Stored data entries
---

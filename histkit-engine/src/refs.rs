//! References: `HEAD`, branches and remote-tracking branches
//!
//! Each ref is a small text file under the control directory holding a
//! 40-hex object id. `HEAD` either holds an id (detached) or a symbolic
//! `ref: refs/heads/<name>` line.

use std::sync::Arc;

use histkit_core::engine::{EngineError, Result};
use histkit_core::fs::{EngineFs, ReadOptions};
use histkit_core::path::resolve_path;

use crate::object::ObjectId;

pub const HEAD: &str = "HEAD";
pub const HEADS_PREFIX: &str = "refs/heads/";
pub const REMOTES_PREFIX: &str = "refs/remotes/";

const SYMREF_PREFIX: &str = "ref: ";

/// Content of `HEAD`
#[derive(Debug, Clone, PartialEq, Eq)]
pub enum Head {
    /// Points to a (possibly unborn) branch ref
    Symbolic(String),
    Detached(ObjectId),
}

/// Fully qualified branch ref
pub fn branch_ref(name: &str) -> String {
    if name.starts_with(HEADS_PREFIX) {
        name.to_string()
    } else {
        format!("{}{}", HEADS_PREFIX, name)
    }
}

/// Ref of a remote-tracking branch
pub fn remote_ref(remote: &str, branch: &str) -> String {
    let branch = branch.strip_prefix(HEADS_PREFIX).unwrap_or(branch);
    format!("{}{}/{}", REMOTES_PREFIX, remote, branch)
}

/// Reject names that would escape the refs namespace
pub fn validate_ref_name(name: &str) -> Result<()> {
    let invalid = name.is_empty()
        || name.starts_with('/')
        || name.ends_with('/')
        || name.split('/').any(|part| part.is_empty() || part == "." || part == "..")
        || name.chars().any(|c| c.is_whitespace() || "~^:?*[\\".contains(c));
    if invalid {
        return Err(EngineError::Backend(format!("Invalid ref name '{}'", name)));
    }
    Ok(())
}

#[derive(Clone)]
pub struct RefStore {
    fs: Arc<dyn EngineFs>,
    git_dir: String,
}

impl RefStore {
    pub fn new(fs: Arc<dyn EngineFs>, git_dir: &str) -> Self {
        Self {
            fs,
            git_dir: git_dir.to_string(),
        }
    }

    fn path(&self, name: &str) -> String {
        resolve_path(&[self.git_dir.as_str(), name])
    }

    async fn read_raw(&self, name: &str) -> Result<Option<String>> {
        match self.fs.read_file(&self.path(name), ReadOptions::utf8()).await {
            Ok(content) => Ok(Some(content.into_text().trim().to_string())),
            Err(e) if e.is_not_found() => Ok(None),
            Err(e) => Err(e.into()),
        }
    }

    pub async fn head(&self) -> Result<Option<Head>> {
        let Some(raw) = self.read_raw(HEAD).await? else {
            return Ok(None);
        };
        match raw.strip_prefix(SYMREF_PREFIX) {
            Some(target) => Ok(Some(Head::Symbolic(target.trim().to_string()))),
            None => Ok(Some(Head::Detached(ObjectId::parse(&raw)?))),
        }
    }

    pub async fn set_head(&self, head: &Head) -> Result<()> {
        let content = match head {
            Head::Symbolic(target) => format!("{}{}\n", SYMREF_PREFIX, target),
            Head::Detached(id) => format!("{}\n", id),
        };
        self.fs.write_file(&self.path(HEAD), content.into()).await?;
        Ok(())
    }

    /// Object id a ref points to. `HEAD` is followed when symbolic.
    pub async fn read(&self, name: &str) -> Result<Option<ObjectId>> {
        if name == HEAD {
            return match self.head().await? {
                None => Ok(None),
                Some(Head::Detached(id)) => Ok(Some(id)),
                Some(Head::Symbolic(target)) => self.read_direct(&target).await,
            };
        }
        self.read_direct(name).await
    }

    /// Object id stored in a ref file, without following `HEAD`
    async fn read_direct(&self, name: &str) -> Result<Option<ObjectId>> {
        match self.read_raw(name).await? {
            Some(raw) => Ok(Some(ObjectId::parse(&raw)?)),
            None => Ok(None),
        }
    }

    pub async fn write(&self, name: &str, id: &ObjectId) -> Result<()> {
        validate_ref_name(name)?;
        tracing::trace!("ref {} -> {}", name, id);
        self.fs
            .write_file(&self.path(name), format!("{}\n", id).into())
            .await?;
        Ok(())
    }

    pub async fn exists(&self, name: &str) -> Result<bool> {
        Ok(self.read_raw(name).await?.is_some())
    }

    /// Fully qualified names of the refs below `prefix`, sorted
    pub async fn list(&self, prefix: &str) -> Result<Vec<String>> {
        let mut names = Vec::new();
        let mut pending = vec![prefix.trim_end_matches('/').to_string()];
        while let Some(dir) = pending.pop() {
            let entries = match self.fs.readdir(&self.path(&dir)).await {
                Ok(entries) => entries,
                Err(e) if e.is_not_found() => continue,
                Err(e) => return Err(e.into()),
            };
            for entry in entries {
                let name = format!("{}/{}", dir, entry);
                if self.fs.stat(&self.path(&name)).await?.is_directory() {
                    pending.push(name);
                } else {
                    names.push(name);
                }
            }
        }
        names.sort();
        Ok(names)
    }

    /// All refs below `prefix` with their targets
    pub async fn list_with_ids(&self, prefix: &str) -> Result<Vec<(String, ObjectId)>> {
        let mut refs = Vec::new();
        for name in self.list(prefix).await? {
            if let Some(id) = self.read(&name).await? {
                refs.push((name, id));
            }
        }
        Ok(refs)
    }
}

---

*Your assignment*
Copy every line of the records above exactly.

*Solution to this problem*
filename histkit-engine/src/refs.rs
//! References: `HEAD`, branches and remote-tracking branches
//!
//! Each ref is a small text file under the control directory holding a
//! 40-hex object id. `HEAD` either holds an id (detached) or a symbolic
//! `ref: refs/heads/<name>` line.

use std::sync::Arc;

use histkit_core::engine::{EngineError, Result};
use histkit_core::fs::{EngineFs, ReadOptions};
use histkit_core::path::resolve_path;

use crate::object::ObjectId;

pub const HEAD: &str = "HEAD";
pub const HEADS_PREFIX: &str = "refs/heads/";
pub const REMOTES_PREFIX: &str = "refs/remotes/";

const SYMREF_PREFIX: &str = "ref: ";

/// Content of `HEAD`
#[derive(Debug, Clone, PartialEq, Eq)]
pub enum Head {
    /// Points to a (possibly unborn) branch ref
    Symbolic(String),
    Detached(ObjectId),
}

/// Fully qualified branch ref
pub fn branch_ref(name: &str) -> String {
    if name.starts_with(HEADS_PREFIX) {
        name.to_string()
    } else {
        format!("{}{}", HEADS_PREFIX, name)
    }
}

/// Ref of a remote-tracking branch
pub fn remote_ref(remote: &str, branch: &str) -> String {
    let branch = branch.strip_prefix(HEADS_PREFIX).unwrap_or(branch);
    format!("{}{}/{}", REMOTES_PREFIX, remote, branch)
}

/// Reject names that would escape the refs namespace
pub fn validate_ref_name(name: &str) -> Result<()> {
    let invalid = name.is_empty()
        || name.starts_with('/')
        || name.ends_with('/')
        || name.split('/').any(|part| part.is_empty() || part == "." || part == "..")
        || name.chars().any(|c| c.is_whitespace() || "~^:?*[\\".contains(c));
    if invalid {
        return Err(EngineError::Backend(format!("Invalid ref name '{}'", name)));
    }
    Ok(())
}

#[derive(Clone)]
pub struct RefStore {
    fs: Arc<dyn EngineFs>,
    git_dir: String,
}

impl RefStore {
    pub fn new(fs: Arc<dyn EngineFs>, git_dir: &str) -> Self {
        Self {
            fs,
            git_dir: git_dir.to_string(),
        }
    }

    fn path(&self, name: &str) -> String {
        resolve_path(&[self.git_dir.as_str(), name])
    }

    async fn read_raw(&self, name: &str) -> Result<Option<String>> {
        match self.fs.read_file(&self.path(name), ReadOptions::utf8()).await {
            Ok(content) => Ok(Some(content.into_text().trim().to_string())),
            Err(e) if e.is_not_found() => Ok(None),
            Err(e) => Err(e.into()),
        }
    }

    pub async fn head(&self) -> Result<Option<Head>> {
        let Some(raw) = self.read_raw(HEAD).await? else {
            return Ok(None);
        };
        match raw.strip_prefix(SYMREF_PREFIX) {
            Some(target) => Ok(Some(Head::Symbolic(target.trim().to_string()))),
            None => Ok(Some(Head::Detached(ObjectId::parse(&raw)?))),
        }
    }

    pub async fn set_head(&self, head: &Head) -> Result<()> {
        let content = match head {
            Head::Symbolic(target) => format!("{}{}\n", SYMREF_PREFIX, target),
            Head::Detached(id) => format!("{}\n", id),
        };
        self.fs.write_file(&self.path(HEAD), content.into()).await?;
        Ok(())
    }

    /// Object id a ref points to. `HEAD` is followed when symbolic.
    pub async fn read(&self, name: &str) -> Result<Option<ObjectId>> {
        if name == HEAD {
            return match self.head().await? {
                None => Ok(None),
                Some(Head::Detached(id)) => Ok(Some(id)),
                Some(Head::Symbolic(target)) => self.read_direct(&target).await,
            };
        }
        self.read_direct(name).await
    }

    /// Object id stored in a ref file, without following `HEAD`
    async fn read_direct(&self, name: &str) -> Result<Option<ObjectId>> {
        match self.read_raw(name).await? {
            Some(raw) => Ok(Some(ObjectId::parse(&raw)?)),
            None => Ok(None),
        }
    }

    pub async fn write(&self, name: &str, id: &ObjectId) -> Result<()> {
        validate_ref_name(name)?;
        tracing::trace!("ref {} -> {}", name, id);
        self.fs
            .write_file(&self.path(name), format!("{}\n", id).into())
            .await?;
        Ok(())
    }

    pub async fn exists(&self, name: &str) -> Result<bool> {
        Ok(self.read_raw(name).await?.is_some())
    }

    /// Fully qualified names of the refs below `prefix`, sorted
    pub async fn list(&self, prefix: &str) -> Result<Vec<String>> {
        let mut names = Vec::new();
        let mut pending = vec![prefix.trim_end_matches('/').to_string()];
        while let Some(dir) = pending.pop() {
            let entries = match self.fs.readdir(&self.path(&dir)).await {
                Ok(entries) => entries,
                Err(e) if e.is_not_found() => continue,
                Err(e) => return Err(e.into()),
            };
            for entry in entries {
                let name = format!("{}/{}", dir, entry);
                if self.fs.stat(&self.path(&name)).await?.is_directory() {
                    pending.push(name);
                } else {
                    names.push(name);
                }
            }
        }
        names.sort();
        Ok(names)
    }

    /// All refs below `prefix` with their targets
    pub async fn list_with_ids(&self, prefix: &str) -> Result<Vec<(String, ObjectId)>> {
        let mut refs = Vec::new();
        for name in self.list(prefix).await? {
            if let Some(id) = self.read(&name).await? {
                refs.push((name, id));
            }
        }
        Ok(refs)
    }
}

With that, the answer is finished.